From: mpiwg-ft-bounces at lists.mpi-forum.org [mailto:mpiwg-ft-bounces at lists.mpi-forum.org] On Behalf Of Anthony Skjellum
Sent: Thursday, May 04, 2017 3:26 PM
To: MPI WG Fault Tolerance and Dynamic Process Control working Group <mpiwg-ft at lists.mpi-forum.org>
Cc: Purushotham V. Bangalore <puri at uab.edu>; ilaguna at llnl.gov; Dan Holmes <d.holmes at epcc.ed.ac.uk>; Amin Hassani <ahassani4 at gmail.com>
Subject: Re: [mpiwg-ft] FTWG Call Today

Rob, sorry for slow reply.  It is our intention to propose the set of  concepts needed to realize FA-MPI to the forum:  as a complete motivating proposal, but also in terms of verbs that enable us and, in this latter mode, also enable others like ULFM, without insisting on FA-MPI itself as the outcome.  Now, the main idea, the groupwise, non-blocking transactional block API is probably something we can't live without, but that's TBD how to standardize. Exploring how to get FA-MPI *functionality* vs. *exact API* could be a new, orthogonal, complementary, cooperative activity of the working group in addition to the drive for ULFM as a monolithic set of APIs.

We started in 2011-2012 with FA-MPI because I didn't think the presentation that our colleague Rich Graham was giving in the forum in Chicago at one meeting on the then-version of UFLM (or predecesssors) was the only way to go,. You've seen the 2015 work, and we have active development on-going.  One of our students (Hassani, cc'd above) finished in 2016 at UAB, and his PhD was the first implementation. Plus compact apps (LULESH and MiniFe).  It works well.  It doesn't have major issues and is going to be evolved further.  It still requires that there be meaningful fault models and ability to recover from true network  inconsistent states, so the work continues.  We aren't satisfied with just the API consistency, and there are hard, open problems when it comes to inconsistent network state.

The "issue" for us per se (perhaps that is a loaded word, OK, take it politely as intended) is that ULFM is offered as an omnibus package; our approach is also a complete solution.  They are quite different.  Both could be adopted.

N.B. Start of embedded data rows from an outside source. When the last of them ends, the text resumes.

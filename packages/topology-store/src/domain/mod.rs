//! Domain layer for the graph store port
//!
//! # Primitive-only records
//!
//! Backends behind [`GraphStore`] accept only scalars and arrays of scalars as
//! attribute values. [`AttributeValue`] has no map variant, so a nested
//! structure cannot reach a backend without being encoded to text first.
//!
//! # Domain Models
//!
//! - `NodeRecord`: one stored entity (label = entity kind)
//! - `EdgeRecord`: one stored directed relationship
//! - `StoredRecord`: result of an id lookup (node or edge)
//! - `ScanFilter`: record class + optional kind restriction
//! - `ScanBatch`: scanned records plus rows that failed to decode
//!
//! # Port Trait
//!
//! - `GraphStore`: create/read/delete-by-id plus filtered scans
//!
//! # Examples
//!
//! ```rust,ignore
//! use topology_store::{GraphStore, NodeRecord, ScanFilter};
//!
//! async fn example(store: impl GraphStore) -> Result<()> {
//!     let node = NodeRecord::new("sw-1", "NetworkSwitch")
//!         .with_attribute("name", "Switch-01");
//!     store.put_node(&node).await?;
//!
//!     let switches = store.scan(&ScanFilter::node_labels(["NetworkSwitch"])).await?;
//!     assert_eq!(switches.len(), 1);
//!     Ok(())
//! }
//! ```

use async_trait::async_trait;
use serde::{Deserialize, Serialize};
use std::collections::BTreeMap;

use crate::{Result, StorageError};

// ═══════════════════════════════════════════════════════════════════════════
// Attribute Values
// ═══════════════════════════════════════════════════════════════════════════

/// A single primitive value
#[derive(Debug, Clone, PartialEq, Serialize, Deserialize)]
#[serde(untagged)]
pub enum Scalar {
    Bool(bool),
    Int(i64),
    Float(f64),
    Text(String),
}

/// Attribute value accepted by a backend: a scalar or a flat array of scalars
#[derive(Debug, Clone, PartialEq, Serialize, Deserialize)]
#[serde(untagged)]
pub enum AttributeValue {
    Scalar(Scalar),
    Array(Vec<Scalar>),
}

impl AttributeValue {
    pub fn as_text(&self) -> Option<&str> {
        match self {
            AttributeValue::Scalar(Scalar::Text(s)) => Some(s),
            _ => None,
        }
    }

    pub fn as_int(&self) -> Option<i64> {
        match self {
            AttributeValue::Scalar(Scalar::Int(i)) => Some(*i),
            _ => None,
        }
    }

    /// Text elements of an array; `None` if this is not an all-text array
    pub fn as_text_list(&self) -> Option<Vec<String>> {
        match self {
            AttributeValue::Array(items) => items
                .iter()
                .map(|item| match item {
                    Scalar::Text(s) => Some(s.clone()),
                    _ => None,
                })
                .collect(),
            _ => None,
        }
    }
}

impl From<&str> for AttributeValue {
    fn from(value: &str) -> Self {
        AttributeValue::Scalar(Scalar::Text(value.to_string()))
    }
}

impl From<String> for AttributeValue {
    fn from(value: String) -> Self {
        AttributeValue::Scalar(Scalar::Text(value))
    }
}

impl From<i64> for AttributeValue {
    fn from(value: i64) -> Self {
        AttributeValue::Scalar(Scalar::Int(value))
    }
}

impl From<bool> for AttributeValue {
    fn from(value: bool) -> Self {
        AttributeValue::Scalar(Scalar::Bool(value))
    }
}

impl From<f64> for AttributeValue {
    fn from(value: f64) -> Self {
        AttributeValue::Scalar(Scalar::Float(value))
    }
}

impl From<Vec<String>> for AttributeValue {
    fn from(values: Vec<String>) -> Self {
        AttributeValue::Array(values.into_iter().map(Scalar::Text).collect())
    }
}

/// Attribute map with stable key ordering
pub type Attributes = BTreeMap<String, AttributeValue>;

// ═══════════════════════════════════════════════════════════════════════════
// Records
// ═══════════════════════════════════════════════════════════════════════════

/// Stored entity
#[derive(Debug, Clone, PartialEq, Serialize, Deserialize)]
pub struct NodeRecord {
    /// Globally unique id
    pub id: String,
    /// Entity kind name (e.g. "Server")
    pub label: String,
    #[serde(default)]
    pub attributes: Attributes,
}

impl NodeRecord {
    pub fn new(id: impl Into<String>, label: impl Into<String>) -> Self {
        Self {
            id: id.into(),
            label: label.into(),
            attributes: Attributes::new(),
        }
    }

    pub fn with_attribute(mut self, key: impl Into<String>, value: impl Into<AttributeValue>) -> Self {
        self.attributes.insert(key.into(), value.into());
        self
    }

    pub fn attribute(&self, key: &str) -> Option<&AttributeValue> {
        self.attributes.get(key)
    }
}

/// Stored directed relationship
#[derive(Debug, Clone, PartialEq, Serialize, Deserialize)]
pub struct EdgeRecord {
    pub id: String,
    /// Relationship kind name (e.g. "HOSTS")
    pub rel_type: String,
    pub source_id: String,
    pub target_id: String,
    #[serde(default)]
    pub attributes: Attributes,
}

impl EdgeRecord {
    pub fn new(
        id: impl Into<String>,
        rel_type: impl Into<String>,
        source_id: impl Into<String>,
        target_id: impl Into<String>,
    ) -> Self {
        Self {
            id: id.into(),
            rel_type: rel_type.into(),
            source_id: source_id.into(),
            target_id: target_id.into(),
            attributes: Attributes::new(),
        }
    }

    pub fn with_attribute(mut self, key: impl Into<String>, value: impl Into<AttributeValue>) -> Self {
        self.attributes.insert(key.into(), value.into());
        self
    }

    pub fn attribute(&self, key: &str) -> Option<&AttributeValue> {
        self.attributes.get(key)
    }

    /// Whether this edge has `id` as either endpoint
    pub fn touches(&self, id: &str) -> bool {
        self.source_id == id || self.target_id == id
    }
}

/// Result of an id lookup
#[derive(Debug, Clone, PartialEq, Serialize, Deserialize)]
#[serde(tag = "record", rename_all = "snake_case")]
pub enum StoredRecord {
    Node(NodeRecord),
    Edge(EdgeRecord),
}

impl StoredRecord {
    pub fn id(&self) -> &str {
        match self {
            StoredRecord::Node(node) => &node.id,
            StoredRecord::Edge(edge) => &edge.id,
        }
    }

    pub fn as_node(&self) -> Option<&NodeRecord> {
        match self {
            StoredRecord::Node(node) => Some(node),
            StoredRecord::Edge(_) => None,
        }
    }

    pub fn as_edge(&self) -> Option<&EdgeRecord> {
        match self {
            StoredRecord::Edge(edge) => Some(edge),
            StoredRecord::Node(_) => None,
        }
    }
}

// ═══════════════════════════════════════════════════════════════════════════
// Scan Filter / Outcomes
// ═══════════════════════════════════════════════════════════════════════════

/// Record class plus an optional kind restriction
///
/// `None` kinds means "every record of the class".
#[derive(Debug, Clone, PartialEq, Eq)]
pub enum ScanFilter {
    Nodes(Option<Vec<String>>),
    Edges(Option<Vec<String>>),
}

impl ScanFilter {
    pub fn nodes() -> Self {
        ScanFilter::Nodes(None)
    }

    pub fn edges() -> Self {
        ScanFilter::Edges(None)
    }

    pub fn node_labels<I, S>(labels: I) -> Self
    where
        I: IntoIterator<Item = S>,
        S: Into<String>,
    {
        ScanFilter::Nodes(Some(labels.into_iter().map(Into::into).collect()))
    }

    pub fn edge_types<I, S>(types: I) -> Self
    where
        I: IntoIterator<Item = S>,
        S: Into<String>,
    {
        ScanFilter::Edges(Some(types.into_iter().map(Into::into).collect()))
    }

    /// Whether a record passes the filter
    pub fn matches(&self, record: &StoredRecord) -> bool {
        match (self, record) {
            (ScanFilter::Nodes(kinds), StoredRecord::Node(node)) => {
                kinds.as_ref().map_or(true, |k| k.contains(&node.label))
            }
            (ScanFilter::Edges(kinds), StoredRecord::Edge(edge)) => {
                kinds.as_ref().map_or(true, |k| k.contains(&edge.rel_type))
            }
            _ => false,
        }
    }
}

/// What a cascading delete removed
#[derive(Debug, Clone, Copy, Default, PartialEq, Eq)]
pub struct DeleteOutcome {
    /// A node with the id existed and was removed
    pub node_removed: bool,
    /// Edges removed (the edge itself when the id named an edge)
    pub edges_removed: usize,
}

impl DeleteOutcome {
    pub fn is_noop(&self) -> bool {
        !self.node_removed && self.edges_removed == 0
    }
}

/// Stored row whose attributes a backend could not decode
#[derive(Debug)]
pub struct UndecodableRecord {
    pub id: String,
    /// Always `ErrorKind::Serialization`
    pub error: StorageError,
}

/// Result of a scan
///
/// One corrupt row never fails the whole scan; it is reported in
/// `undecodable` and the remaining rows are still returned.
#[derive(Debug, Default)]
pub struct ScanBatch {
    /// Decoded records, in insertion order
    pub records: Vec<StoredRecord>,
    pub undecodable: Vec<UndecodableRecord>,
}

impl ScanBatch {
    pub fn from_records(records: Vec<StoredRecord>) -> Self {
        Self {
            records,
            undecodable: Vec::new(),
        }
    }

    pub fn len(&self) -> usize {
        self.records.len()
    }

    pub fn is_empty(&self) -> bool {
        self.records.is_empty()
    }

    pub fn ids(&self) -> Vec<&str> {
        self.records.iter().map(StoredRecord::id).collect()
    }
}

/// Store statistics
#[derive(Debug, Clone, Copy, Default, PartialEq, Eq)]
pub struct StoreStats {
    pub node_count: usize,
    pub edge_count: usize,
}

// ═══════════════════════════════════════════════════════════════════════════
// Port Trait: GraphStore
// ═══════════════════════════════════════════════════════════════════════════

/// Graph storage abstraction
///
/// Backends persist records as given. They do not validate entity kinds,
/// relationship endpoints, or allow-lists; callers validate before `put_*`.
///
/// # Ordering
///
/// `scan` returns records in first-insertion order. Re-putting an existing id
/// updates it in place without moving it.
///
/// # Lifecycle
///
/// A store is opened by its constructor and closed with [`GraphStore::close`].
/// Every operation on a closed store fails with `ErrorKind::Unavailable`.
///
/// # Implementations
///
/// - `InMemoryGraphStore`: IndexMap-backed, for tests and embedding
/// - `SqliteGraphStore`: file or in-memory SQLite database
#[async_trait]
pub trait GraphStore: Send + Sync {
    /// Insert or update a node
    ///
    /// # Errors
    ///
    /// `Conflict` if the id is already used by an edge.
    async fn put_node(&self, node: &NodeRecord) -> Result<()>;

    /// Insert or update an edge
    ///
    /// # Errors
    ///
    /// `Conflict` if the id is already used by a node.
    async fn put_edge(&self, edge: &EdgeRecord) -> Result<()>;

    /// Look up a node or edge by id
    async fn get(&self, id: &str) -> Result<Option<StoredRecord>>;

    /// Remove a record; removing a node also removes every edge touching it
    async fn delete_cascade(&self, id: &str) -> Result<DeleteOutcome>;

    /// All records matching the filter, in insertion order
    ///
    /// Rows that fail to decode land in [`ScanBatch::undecodable`]; only
    /// backend failures are returned as `Err`.
    async fn scan(&self, filter: &ScanFilter) -> Result<ScanBatch>;

    /// Remove every record
    async fn clear(&self) -> Result<()>;

    /// Record counts
    async fn stats(&self) -> Result<StoreStats>;

    /// Release the backend; later calls fail with `Unavailable`
    async fn close(&self) -> Result<()>;
}

// ═══════════════════════════════════════════════════════════════════════════
// Tests
// ═══════════════════════════════════════════════════════════════════════════
//! Shared utilities

pub mod deadline;

pub use deadline::Deadline;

The ULFM colleagues run this working group, so ULFM gets the appropriate discussion :-)  They have the effort and sweat equity.  We only have nice things to say about them :-) they've been working for many years on this.

My students if not me are on all the FTWG calls.  But our strategy is to build up confidence and experience and working use cases and small codes and look for more and more best practice before bringing the ideas up again at the forum for more formal consideration.  Puri Bangalore and I would be happy to brief the group at the September meeting on where we are, to get us back in the fold :-)  Puri is cc'd above.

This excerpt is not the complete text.